**Collection entries**.

○ ○ ○ ○ ○

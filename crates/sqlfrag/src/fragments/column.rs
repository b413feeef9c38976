use super::Alias;
use crate::builder::QueryBuilder;
use crate::engine::EntityType;
use crate::error::{SqlError, SqlResult};
use crate::fragment::Fragment;
use std::fmt;

/// How a column names itself.
#[derive(Debug, Clone, PartialEq, Eq)]
pub enum ColumnName {
    /// A literal column name, or `*`.
    Named(String),
    /// An entity field, resolved to a column name at compile time.
    Field { entity: EntityType, field: String },
}

/// A column reference, optionally qualified by its table.
///
/// The name `*` puts a column in the select-all state. An entity select-all
/// column expands into the entity's full column list when compiled.
#[derive(Debug, Clone, PartialEq, Eq)]
pub struct Column {
    table: Option<Alias>,
    name: ColumnName,
}

impl Column {
    /// Bare column by name.
    pub fn new(name: impl Into<String>) -> Self {
        Self {
            table: None,
            name: ColumnName::Named(name.into()),
        }
    }

    /// Bare `*`.
    pub fn all() -> Self {
        Self::new("*")
    }

    /// Bare column of an entity field.
    pub fn field<T: 'static>(field: impl Into<String>) -> Self {
        Self::entity_field(EntityType::of::<T>(), field)
    }

    pub(crate) fn entity_field(entity: EntityType, field: impl Into<String>) -> Self {
        Self {
            table: None,
            name: ColumnName::Field {
                entity,
                field: field.into(),
            },
        }
    }

    /// Qualify this column with a table or alias.
    pub fn qualified(mut self, table: impl Into<Alias>) -> Self {
        self.table = Some(table.into());
        self
    }

    pub fn table(&self) -> Option<&Alias> {
        self.table.as_ref()
    }

    pub fn name(&self) -> &ColumnName {
        &self.name
    }

    fn write_qualifier(&self, b: &mut QueryBuilder<'_>, with_table: bool) -> SqlResult<()> {
        if let (true, Some(table)) = (with_table, &self.table) {
            table.write_reference(b)?;
            b.write(".");
        }
        Ok(())
    }

    /// Compile with or without the table qualifier.
    pub fn compile_with(&self, b: &mut QueryBuilder<'_>, with_table: bool) -> SqlResult<()> {
        match &self.name {
            ColumnName::Named(name) => {
                self.write_qualifier(b, with_table)?;
                b.write_name(name);
            }
            ColumnName::Field { entity, field } if field == "*" => {
                let engine = b.engine();
                let columns = engine.column_names(*entity)?;
                if columns.is_empty() {
                    return Err(SqlError::EmptyList("entity columns"));
                }
                for column in columns {
                    self.write_qualifier(b, with_table)?;
                    b.write_name_part(column);
                    b.write(", ");
                }
                b.remove_last(2);
            }
            ColumnName::Field { entity, field } => {
                let engine = b.engine();
                let column = engine.column_name(*entity, field)?;
                self.write_qualifier(b, with_table)?;
                b.write_name_part(column);
            }
        }
        Ok(())
    }
}

impl Fragment for Column {
    fn compile(&self, b: &mut QueryBuilder<'_>) -> SqlResult<()> {
        self.compile_with(b, true)
    }

    fn is_select_all(&self) -> bool {
        match &self.name {
            ColumnName::Named(name) => name == "*",
            ColumnName::Field { field, .. } => field == "*",
        }
    }
}

impl fmt::Display for Column {
    fn fmt(&self, f: &mut fmt::Formatter<'_>) -> fmt::Result {
        if let Some(table) = &self.table {
            table.fmt_reference(f)?;
            f.write_str(".")?;
        }
        match &self.name {
            ColumnName::Named(name) => f.write_str(name),
            ColumnName::Field { field, .. } => f.write_str(field),
        }
    }
}

impl From<&str> for Column {
    fn from(name: &str) -> Self {
        Column::new(name)
    }
}

impl From<String> for Column {
    fn from(name: String) -> Self {
        Column::new(name)
    }
}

○ ○ ○ ○ ○

**Task**.
Scan the records above for the string "Bare", and copy every line where it turns up.

**Response to this task**.
    /// Bare column by name.
    /// Bare `*`.
    /// Bare column of an entity field.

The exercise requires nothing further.